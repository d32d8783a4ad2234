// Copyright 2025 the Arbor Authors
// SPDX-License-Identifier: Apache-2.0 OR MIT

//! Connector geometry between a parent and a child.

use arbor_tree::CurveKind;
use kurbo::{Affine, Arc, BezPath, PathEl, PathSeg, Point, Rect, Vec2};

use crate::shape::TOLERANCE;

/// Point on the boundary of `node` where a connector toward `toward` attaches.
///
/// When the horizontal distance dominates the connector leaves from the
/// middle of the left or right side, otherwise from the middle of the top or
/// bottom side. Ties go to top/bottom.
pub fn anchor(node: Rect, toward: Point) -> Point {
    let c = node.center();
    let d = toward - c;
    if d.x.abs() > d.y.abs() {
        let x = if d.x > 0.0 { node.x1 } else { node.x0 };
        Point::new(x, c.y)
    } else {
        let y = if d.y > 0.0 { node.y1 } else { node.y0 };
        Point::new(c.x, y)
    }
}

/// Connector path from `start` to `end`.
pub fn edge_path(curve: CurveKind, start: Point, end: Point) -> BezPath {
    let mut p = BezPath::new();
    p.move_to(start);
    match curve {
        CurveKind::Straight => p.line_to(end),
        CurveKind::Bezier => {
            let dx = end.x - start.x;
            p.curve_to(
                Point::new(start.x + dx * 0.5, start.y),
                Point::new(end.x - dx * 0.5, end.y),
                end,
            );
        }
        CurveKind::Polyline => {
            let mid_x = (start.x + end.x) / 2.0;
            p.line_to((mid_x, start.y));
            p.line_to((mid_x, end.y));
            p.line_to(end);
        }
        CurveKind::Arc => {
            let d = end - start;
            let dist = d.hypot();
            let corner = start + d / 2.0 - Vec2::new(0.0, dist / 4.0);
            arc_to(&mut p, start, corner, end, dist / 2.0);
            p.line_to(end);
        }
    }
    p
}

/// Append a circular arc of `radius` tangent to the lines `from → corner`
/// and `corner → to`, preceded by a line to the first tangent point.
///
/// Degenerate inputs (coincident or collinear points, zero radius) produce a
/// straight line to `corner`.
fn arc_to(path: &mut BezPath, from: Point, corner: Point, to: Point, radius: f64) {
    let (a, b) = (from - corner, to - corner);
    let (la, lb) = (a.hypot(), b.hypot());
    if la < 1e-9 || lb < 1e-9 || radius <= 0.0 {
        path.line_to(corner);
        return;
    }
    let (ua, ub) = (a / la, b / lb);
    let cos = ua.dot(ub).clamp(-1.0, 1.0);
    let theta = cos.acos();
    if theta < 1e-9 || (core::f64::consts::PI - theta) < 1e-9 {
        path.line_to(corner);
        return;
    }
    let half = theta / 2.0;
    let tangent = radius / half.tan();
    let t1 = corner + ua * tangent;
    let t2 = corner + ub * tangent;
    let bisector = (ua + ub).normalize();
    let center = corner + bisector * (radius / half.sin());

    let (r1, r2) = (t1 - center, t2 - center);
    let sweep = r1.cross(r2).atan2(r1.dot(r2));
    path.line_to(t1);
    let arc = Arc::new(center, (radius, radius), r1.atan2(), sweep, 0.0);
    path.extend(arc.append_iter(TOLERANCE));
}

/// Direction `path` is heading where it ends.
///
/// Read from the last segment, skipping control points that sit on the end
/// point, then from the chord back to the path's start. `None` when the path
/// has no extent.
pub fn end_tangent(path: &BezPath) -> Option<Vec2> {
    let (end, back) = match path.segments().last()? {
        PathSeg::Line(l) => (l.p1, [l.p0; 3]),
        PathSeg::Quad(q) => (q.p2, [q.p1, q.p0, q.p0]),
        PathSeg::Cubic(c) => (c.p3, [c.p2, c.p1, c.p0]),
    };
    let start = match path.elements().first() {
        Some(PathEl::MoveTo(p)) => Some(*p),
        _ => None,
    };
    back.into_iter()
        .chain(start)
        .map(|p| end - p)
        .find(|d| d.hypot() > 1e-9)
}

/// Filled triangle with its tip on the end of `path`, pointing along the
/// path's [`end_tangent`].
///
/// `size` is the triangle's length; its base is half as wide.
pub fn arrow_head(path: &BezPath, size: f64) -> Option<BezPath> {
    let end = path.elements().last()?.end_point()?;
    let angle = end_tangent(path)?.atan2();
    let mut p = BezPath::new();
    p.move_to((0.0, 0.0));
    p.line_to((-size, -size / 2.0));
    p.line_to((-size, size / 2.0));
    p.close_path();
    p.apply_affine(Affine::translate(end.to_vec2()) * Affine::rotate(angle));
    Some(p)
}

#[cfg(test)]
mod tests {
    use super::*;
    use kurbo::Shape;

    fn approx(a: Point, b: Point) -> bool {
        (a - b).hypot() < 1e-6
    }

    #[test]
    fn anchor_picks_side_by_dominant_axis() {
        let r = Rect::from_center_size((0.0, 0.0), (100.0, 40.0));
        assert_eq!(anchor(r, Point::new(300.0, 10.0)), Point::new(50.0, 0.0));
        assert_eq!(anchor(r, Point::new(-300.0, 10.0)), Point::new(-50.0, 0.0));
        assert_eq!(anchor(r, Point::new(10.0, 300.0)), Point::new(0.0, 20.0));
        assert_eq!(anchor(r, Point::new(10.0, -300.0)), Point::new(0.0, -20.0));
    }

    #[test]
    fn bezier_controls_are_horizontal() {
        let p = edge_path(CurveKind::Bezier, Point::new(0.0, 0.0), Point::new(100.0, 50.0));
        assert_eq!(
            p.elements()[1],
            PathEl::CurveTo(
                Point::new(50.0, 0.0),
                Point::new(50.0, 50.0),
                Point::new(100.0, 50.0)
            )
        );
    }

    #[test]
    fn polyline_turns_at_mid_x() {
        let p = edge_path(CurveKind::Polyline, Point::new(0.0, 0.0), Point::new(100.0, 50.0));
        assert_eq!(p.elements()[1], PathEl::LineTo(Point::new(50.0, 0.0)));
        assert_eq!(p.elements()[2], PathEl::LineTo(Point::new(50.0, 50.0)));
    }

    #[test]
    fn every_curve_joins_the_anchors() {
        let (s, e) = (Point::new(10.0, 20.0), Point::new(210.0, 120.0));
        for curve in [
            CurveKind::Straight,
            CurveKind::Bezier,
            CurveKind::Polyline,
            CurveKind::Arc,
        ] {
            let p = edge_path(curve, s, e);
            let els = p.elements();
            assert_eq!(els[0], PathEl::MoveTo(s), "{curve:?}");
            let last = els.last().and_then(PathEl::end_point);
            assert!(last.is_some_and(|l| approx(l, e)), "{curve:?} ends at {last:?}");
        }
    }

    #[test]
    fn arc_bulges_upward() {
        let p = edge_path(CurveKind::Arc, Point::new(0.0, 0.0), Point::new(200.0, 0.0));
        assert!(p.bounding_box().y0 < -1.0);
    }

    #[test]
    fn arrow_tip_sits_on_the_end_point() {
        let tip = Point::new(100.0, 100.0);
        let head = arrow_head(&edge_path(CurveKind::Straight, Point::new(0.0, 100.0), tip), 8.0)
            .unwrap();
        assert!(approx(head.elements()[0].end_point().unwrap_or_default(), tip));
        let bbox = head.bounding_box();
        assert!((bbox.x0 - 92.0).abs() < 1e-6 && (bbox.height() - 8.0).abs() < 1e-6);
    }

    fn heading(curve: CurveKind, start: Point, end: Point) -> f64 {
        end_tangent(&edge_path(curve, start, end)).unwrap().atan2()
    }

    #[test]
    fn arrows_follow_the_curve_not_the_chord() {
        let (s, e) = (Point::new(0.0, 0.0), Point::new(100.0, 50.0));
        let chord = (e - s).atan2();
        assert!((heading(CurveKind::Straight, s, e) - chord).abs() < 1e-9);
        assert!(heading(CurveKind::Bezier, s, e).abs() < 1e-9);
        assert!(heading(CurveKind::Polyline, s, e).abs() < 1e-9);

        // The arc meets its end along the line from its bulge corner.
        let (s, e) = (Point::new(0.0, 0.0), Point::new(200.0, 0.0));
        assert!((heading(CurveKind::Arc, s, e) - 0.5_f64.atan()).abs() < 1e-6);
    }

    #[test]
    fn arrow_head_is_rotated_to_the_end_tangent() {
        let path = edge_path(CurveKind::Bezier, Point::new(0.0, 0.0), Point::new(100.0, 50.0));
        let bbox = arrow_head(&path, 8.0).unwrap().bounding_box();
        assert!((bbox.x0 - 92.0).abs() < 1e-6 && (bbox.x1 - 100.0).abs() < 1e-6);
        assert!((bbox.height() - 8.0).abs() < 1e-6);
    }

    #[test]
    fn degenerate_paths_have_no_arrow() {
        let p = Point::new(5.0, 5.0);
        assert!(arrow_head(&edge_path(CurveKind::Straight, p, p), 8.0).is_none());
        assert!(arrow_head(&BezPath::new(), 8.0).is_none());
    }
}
****
-- Exercise details --
Print, from the entries above, the line with "d.hypot() > 1e-9)", the line with "let els = p.elements();" and all lines between them, exactly and with nothing else.

-- Task output --
        .find(|d| d.hypot() > 1e-9)
}

/// Filled triangle with its tip on the end of `path`, pointing along the
/// path's [`end_tangent`].
///
/// `size` is the triangle's length; its base is half as wide.
pub fn arrow_head(path: &BezPath, size: f64) -> Option<BezPath> {
    let end = path.elements().last()?.end_point()?;
    let angle = end_tangent(path)?.atan2();
    let mut p = BezPath::new();
    p.move_to((0.0, 0.0));
    p.line_to((-size, -size / 2.0));
    p.line_to((-size, size / 2.0));
    p.close_path();
    p.apply_affine(Affine::translate(end.to_vec2()) * Affine::rotate(angle));
    Some(p)
}

#[cfg(test)]
mod tests {
    use super::*;
    use kurbo::Shape;

    fn approx(a: Point, b: Point) -> bool {
        (a - b).hypot() < 1e-6
    }

    #[test]
    fn anchor_picks_side_by_dominant_axis() {
        let r = Rect::from_center_size((0.0, 0.0), (100.0, 40.0));
        assert_eq!(anchor(r, Point::new(300.0, 10.0)), Point::new(50.0, 0.0));
        assert_eq!(anchor(r, Point::new(-300.0, 10.0)), Point::new(-50.0, 0.0));
        assert_eq!(anchor(r, Point::new(10.0, 300.0)), Point::new(0.0, 20.0));
        assert_eq!(anchor(r, Point::new(10.0, -300.0)), Point::new(0.0, -20.0));
    }

    #[test]
    fn bezier_controls_are_horizontal() {
        let p = edge_path(CurveKind::Bezier, Point::new(0.0, 0.0), Point::new(100.0, 50.0));
        assert_eq!(
            p.elements()[1],
            PathEl::CurveTo(
                Point::new(50.0, 0.0),
                Point::new(50.0, 50.0),
                Point::new(100.0, 50.0)
            )
        );
    }

    #[test]
    fn polyline_turns_at_mid_x() {
        let p = edge_path(CurveKind::Polyline, Point::new(0.0, 0.0), Point::new(100.0, 50.0));
        assert_eq!(p.elements()[1], PathEl::LineTo(Point::new(50.0, 0.0)));
        assert_eq!(p.elements()[2], PathEl::LineTo(Point::new(50.0, 50.0)));
    }

    #[test]
    fn every_curve_joins_the_anchors() {
        let (s, e) = (Point::new(10.0, 20.0), Point::new(210.0, 120.0));
        for curve in [
            CurveKind::Straight,
            CurveKind::Bezier,
            CurveKind::Polyline,
            CurveKind::Arc,
        ] {
            let p = edge_path(curve, s, e);
            let els = p.elements();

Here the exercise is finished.